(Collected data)

- - - -

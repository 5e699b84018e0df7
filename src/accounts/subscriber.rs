use super::error::SubscriberError;
use crate::coder::{AccountCoder, DecodeError, ProgramAccount, decode_account};
use crate::types::Pubkey;
use alloy_primitives::Bytes;
use async_trait::async_trait;
use parking_lot::Mutex;
use std::sync::Arc;
use tokio::sync::broadcast;

/// Called with the new snapshot every time a subscribed account changes.
pub type OnAccountUpdate<T> = Arc<dyn Fn(Arc<T>) + Send + Sync>;

/// Called when a subscription fails after `subscribe` returned.
pub type OnSubscriberError = Arc<dyn Fn(SubscriberError) + Send + Sync>;

/// A decoded snapshot and the slot it was read at.
#[derive(Debug)]
pub struct DataAndSlot<T> {
    pub data: Arc<T>,
    pub slot: u64,
}

impl<T> Clone for DataAndSlot<T> {
    fn clone(&self) -> Self {
        Self { data: self.data.clone(), slot: self.slot }
    }
}

/// Keeps the decoded snapshot of a single account up to date, whether the
/// updates are pushed by the node or pulled through a shared loader.
#[async_trait]
pub trait AccountSubscriber<T: ProgramAccount>: Send + Sync {
    fn key(&self) -> Pubkey;

    /// Start receiving updates. The current contents are loaded before this
    /// returns. No-op when already subscribed.
    async fn subscribe(&self, on_change: OnAccountUpdate<T>) -> Result<(), SubscriberError>;

    /// Force one fresh read; `on_change` fires only if the contents differ
    /// from the cached snapshot.
    async fn fetch(&self) -> Result<(), SubscriberError>;

    /// Stop receiving updates. No-op when not subscribed.
    async fn unsubscribe(&self);

    fn is_subscribed(&self) -> bool;

    /// Register a callback for failures that surface in the background, such
    /// as the push channel closing for good. Set it before `subscribe`.
    fn set_error_callback(&self, _on_error: OnSubscriberError) {}

    /// Decode the latest bytes already read for this account without issuing
    /// a read. Only subscribers fed by a shared loader have such bytes.
    fn apply_latest(&self) -> Result<(), SubscriberError> {
        Ok(())
    }

    fn data_and_slot(&self) -> Option<DataAndSlot<T>>;

    fn data(&self) -> Option<Arc<T>> {
        self.data_and_slot().map(|data_and_slot| data_and_slot.data)
    }
}

/// The callbacks of a subscriber, shared with background tasks.
pub(crate) struct UpdateListener<T> {
    on_change: Mutex<Option<OnAccountUpdate<T>>>,
    on_error: Mutex<Option<OnSubscriberError>>,
}

impl<T> UpdateListener<T> {
    pub(crate) fn new() -> Self {
        Self { on_change: Mutex::new(None), on_error: Mutex::new(None) }
    }

    pub(crate) fn set_on_error(&self, on_error: OnSubscriberError) {
        *self.on_error.lock() = Some(on_error);
    }

    pub(crate) fn notify_error(&self, error: SubscriberError) {
        let on_error = self.on_error.lock().clone();
        if let Some(on_error) = on_error {
            on_error(error);
        }
    }

    pub(crate) fn set(&self, on_change: OnAccountUpdate<T>) {
        *self.on_change.lock() = Some(on_change);
    }

    pub(crate) fn clear(&self) {
        *self.on_change.lock() = None;
    }

    pub(crate) fn notify(&self, data: Arc<T>) {
        let on_change = self.on_change.lock().clone();
        if let Some(on_change) = on_change {
            on_change(data);
        }
    }
}

/// An update callback that sends `event(data)` followed by `update` on an
/// orchestrator's event channel.
pub(crate) fn broadcast_update<T, E>(event_tx: &broadcast::Sender<E>, event: fn(Arc<T>) -> E, update: E) -> OnAccountUpdate<T>
where
    T: ProgramAccount,
    E: Clone + Send + Sync + 'static,
{
    let event_tx = event_tx.clone();
    Arc::new(move |data: Arc<T>| {
        // no receivers is fine
        let _ = event_tx.send(event(data));
        let _ = event_tx.send(update.clone());
    })
}

/// An error callback that sends `event(error)` on an orchestrator's event channel.
pub(crate) fn broadcast_error<E>(event_tx: &broadcast::Sender<E>, event: fn(SubscriberError) -> E) -> OnSubscriberError
where
    E: Clone + Send + Sync + 'static,
{
    let event_tx = event_tx.clone();
    Arc::new(move |error: SubscriberError| {
        let _ = event_tx.send(event(error));
    })
}

struct CachedAccount<T> {
    slot: u64,
    raw: Bytes,
    data: Arc<T>,
}

/// Last successfully decoded snapshot of one account.
///
/// A failed decode never replaces the cached value; the caller gets the
/// error and the previous snapshot stays readable.
pub(crate) struct AccountCache<T> {
    cached: Mutex<Option<CachedAccount<T>>>,
}

impl<T: ProgramAccount> AccountCache<T> {
    pub(crate) fn new() -> Self {
        Self { cached: Mutex::new(None) }
    }

    pub(crate) fn get(&self) -> Option<DataAndSlot<T>> {
        self.cached.lock().as_ref().map(|cached| DataAndSlot { data: cached.data.clone(), slot: cached.slot })
    }

    pub(crate) fn clear(&self) {
        *self.cached.lock() = None;
    }

    /// Apply bytes read at `slot`. A slot no newer than the cached one is
    /// ignored and identical bytes only advance the slot. Returns the new
    /// snapshot if it was replaced.
    pub(crate) fn apply(&self, coder: &dyn AccountCoder, slot: u64, raw: &Bytes) -> Result<Option<Arc<T>>, DecodeError> {
        let mut cached = self.cached.lock();
        if let Some(current) = cached.as_mut() {
            if slot <= current.slot {
                return Ok(None);
            }
            if current.raw == *raw {
                current.slot = slot;
                return Ok(None);
            }
        }

        let data = Arc::new(decode_account::<T>(coder, raw)?);
        *cached = Some(CachedAccount { slot, raw: raw.clone(), data: data.clone() });
        Ok(Some(data))
    }

    /// Replace the snapshot regardless of slot or contents.
    pub(crate) fn replace(&self, coder: &dyn AccountCoder, slot: u64, raw: &Bytes) -> Result<Arc<T>, DecodeError> {
        let data = Arc::new(decode_account::<T>(coder, raw)?);
        *self.cached.lock() = Some(CachedAccount { slot, raw: raw.clone(), data: data.clone() });
        Ok(data)
    }
}

#[cfg(test)]
mod tests {
    use super::*;
    use crate::coder::AnchorAccountCoder;
    use crate::types::UserAccount;

    fn encoded(collateral: u128) -> Bytes {
        AnchorAccountCoder::encode(&UserAccount { collateral, ..Default::default() }).into()
    }

    #[test]
    fn test_apply_ignores_older_slots_and_same_bytes() {
        let cache = AccountCache::<UserAccount>::new();
        assert!(cache.apply(&AnchorAccountCoder, 10, &encoded(1)).unwrap().is_some());

        assert!(cache.apply(&AnchorAccountCoder, 9, &encoded(2)).unwrap().is_none());
        // a second read at the same slot does not overwrite what is cached
        assert!(cache.apply(&AnchorAccountCoder, 10, &encoded(3)).unwrap().is_none());
        assert_eq!(cache.get().unwrap().data.collateral, 1);

        assert!(cache.apply(&AnchorAccountCoder, 12, &encoded(1)).unwrap().is_none());
        let current = cache.get().unwrap();
        assert_eq!(current.slot, 12);
        assert_eq!(current.data.collateral, 1);

        let updated = cache.apply(&AnchorAccountCoder, 13, &encoded(2)).unwrap().unwrap();
        assert_eq!(updated.collateral, 2);
    }

    #[test]
    fn test_decode_failure_keeps_last_known_good() {
        let cache = AccountCache::<UserAccount>::new();
        cache.apply(&AnchorAccountCoder, 1, &encoded(7)).unwrap();

        let garbage = Bytes::from(vec![0u8; 4]);
        assert!(cache.apply(&AnchorAccountCoder, 2, &garbage).is_err());
        assert!(cache.replace(&AnchorAccountCoder, 3, &garbage).is_err());

        let current = cache.get().unwrap();
        assert_eq!(current.slot, 1);
        assert_eq!(current.data.collateral, 7);

        // the same bad bytes are decoded again next time rather than remembered
        assert!(cache.apply(&AnchorAccountCoder, 4, &garbage).is_err());
    }

    #[test]
    fn test_replace_is_unconditional() {
        let cache = AccountCache::<UserAccount>::new();
        cache.apply(&AnchorAccountCoder, 10, &encoded(1)).unwrap();
        let replaced = cache.replace(&AnchorAccountCoder, 8, &encoded(3)).unwrap();
        assert_eq!(replaced.collateral, 3);
        assert_eq!(cache.get().unwrap().slot, 8);

        cache.clear();
        assert!(cache.get().is_none());
    }
}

- - - -

__Exercise objective__:
From the line containing "cache.replace(&AnchorAccountCoder, 8, &encoded(3)).unwrap();" to the last line above, repeat every line exactly and nothing else.

__Expected answer__:
        let replaced = cache.replace(&AnchorAccountCoder, 8, &encoded(3)).unwrap();
        assert_eq!(replaced.collateral, 3);
        assert_eq!(cache.get().unwrap().slot, 8);

        cache.clear();
        assert!(cache.get().is_none());
    }
}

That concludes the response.